EXERCISE
Retype exactly the lines that run from the start of the data to the line holding "impl std::fmt::Display for $name", including both, and only those.

DATA
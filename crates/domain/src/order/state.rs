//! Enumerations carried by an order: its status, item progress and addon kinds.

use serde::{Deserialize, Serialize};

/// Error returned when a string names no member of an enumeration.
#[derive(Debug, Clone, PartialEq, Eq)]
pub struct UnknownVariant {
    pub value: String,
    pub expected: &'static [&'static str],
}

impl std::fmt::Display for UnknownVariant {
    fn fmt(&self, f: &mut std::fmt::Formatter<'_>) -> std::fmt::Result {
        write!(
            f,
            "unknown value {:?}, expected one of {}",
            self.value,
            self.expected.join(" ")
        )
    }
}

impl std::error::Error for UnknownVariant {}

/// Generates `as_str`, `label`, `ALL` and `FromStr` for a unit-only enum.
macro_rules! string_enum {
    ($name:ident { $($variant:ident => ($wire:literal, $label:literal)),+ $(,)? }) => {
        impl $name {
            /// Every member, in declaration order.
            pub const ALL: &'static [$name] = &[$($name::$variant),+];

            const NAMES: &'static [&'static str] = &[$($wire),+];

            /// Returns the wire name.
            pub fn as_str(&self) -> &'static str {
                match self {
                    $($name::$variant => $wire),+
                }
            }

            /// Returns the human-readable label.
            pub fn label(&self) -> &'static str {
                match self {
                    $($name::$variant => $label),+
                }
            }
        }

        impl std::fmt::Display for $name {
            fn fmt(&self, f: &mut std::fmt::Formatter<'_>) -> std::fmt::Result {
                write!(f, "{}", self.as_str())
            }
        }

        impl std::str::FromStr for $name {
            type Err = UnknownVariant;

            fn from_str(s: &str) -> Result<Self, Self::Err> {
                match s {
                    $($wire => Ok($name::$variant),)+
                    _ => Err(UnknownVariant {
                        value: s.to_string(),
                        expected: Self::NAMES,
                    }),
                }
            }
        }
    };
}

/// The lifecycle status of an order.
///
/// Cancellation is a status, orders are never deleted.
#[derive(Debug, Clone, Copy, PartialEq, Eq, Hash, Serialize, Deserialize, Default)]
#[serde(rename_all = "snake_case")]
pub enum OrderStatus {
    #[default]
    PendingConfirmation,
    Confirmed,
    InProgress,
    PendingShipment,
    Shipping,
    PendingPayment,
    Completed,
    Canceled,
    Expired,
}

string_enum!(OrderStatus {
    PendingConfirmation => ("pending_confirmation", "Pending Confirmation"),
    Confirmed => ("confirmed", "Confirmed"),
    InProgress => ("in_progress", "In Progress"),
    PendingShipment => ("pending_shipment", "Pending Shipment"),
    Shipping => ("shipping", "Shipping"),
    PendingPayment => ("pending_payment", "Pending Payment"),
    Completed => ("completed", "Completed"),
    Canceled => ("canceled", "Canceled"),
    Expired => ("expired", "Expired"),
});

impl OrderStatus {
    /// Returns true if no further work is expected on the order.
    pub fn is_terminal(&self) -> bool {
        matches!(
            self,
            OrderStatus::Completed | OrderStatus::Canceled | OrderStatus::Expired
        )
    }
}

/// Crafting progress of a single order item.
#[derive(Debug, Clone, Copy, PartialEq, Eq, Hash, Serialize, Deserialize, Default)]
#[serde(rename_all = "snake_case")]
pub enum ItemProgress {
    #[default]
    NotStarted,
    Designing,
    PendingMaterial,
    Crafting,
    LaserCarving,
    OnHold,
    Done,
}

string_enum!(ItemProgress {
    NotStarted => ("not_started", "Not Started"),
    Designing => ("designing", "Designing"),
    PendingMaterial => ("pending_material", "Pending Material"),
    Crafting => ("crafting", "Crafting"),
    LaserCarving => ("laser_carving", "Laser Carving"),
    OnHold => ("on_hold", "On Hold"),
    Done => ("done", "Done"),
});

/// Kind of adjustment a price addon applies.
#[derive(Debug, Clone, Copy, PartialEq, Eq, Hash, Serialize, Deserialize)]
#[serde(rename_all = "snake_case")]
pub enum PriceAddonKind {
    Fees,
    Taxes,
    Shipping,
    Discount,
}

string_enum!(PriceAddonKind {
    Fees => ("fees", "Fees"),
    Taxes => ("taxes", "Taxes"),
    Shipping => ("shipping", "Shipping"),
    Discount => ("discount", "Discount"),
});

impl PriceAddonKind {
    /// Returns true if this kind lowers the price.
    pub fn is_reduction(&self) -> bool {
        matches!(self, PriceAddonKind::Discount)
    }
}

RESPONSE FOR THIS EXERCISE
filename crates/domain/src/order/state.rs
//! Enumerations carried by an order: its status, item progress and addon kinds.

use serde::{Deserialize, Serialize};

/// Error returned when a string names no member of an enumeration.
#[derive(Debug, Clone, PartialEq, Eq)]
pub struct UnknownVariant {
    pub value: String,
    pub expected: &'static [&'static str],
}

impl std::fmt::Display for UnknownVariant {
    fn fmt(&self, f: &mut std::fmt::Formatter<'_>) -> std::fmt::Result {
        write!(
            f,
            "unknown value {:?}, expected one of {}",
            self.value,
            self.expected.join(" ")
        )
    }
}

impl std::error::Error for UnknownVariant {}

/// Generates `as_str`, `label`, `ALL` and `FromStr` for a unit-only enum.
macro_rules! string_enum {
    ($name:ident { $($variant:ident => ($wire:literal, $label:literal)),+ $(,)? }) => {
        impl $name {
            /// Every member, in declaration order.
            pub const ALL: &'static [$name] = &[$($name::$variant),+];

            const NAMES: &'static [&'static str] = &[$($wire),+];

            /// Returns the wire name.
            pub fn as_str(&self) -> &'static str {
                match self {
                    $($name::$variant => $wire),+
                }
            }

            /// Returns the human-readable label.
            pub fn label(&self) -> &'static str {
                match self {
                    $($name::$variant => $label),+
                }
            }
        }

        impl std::fmt::Display for $name {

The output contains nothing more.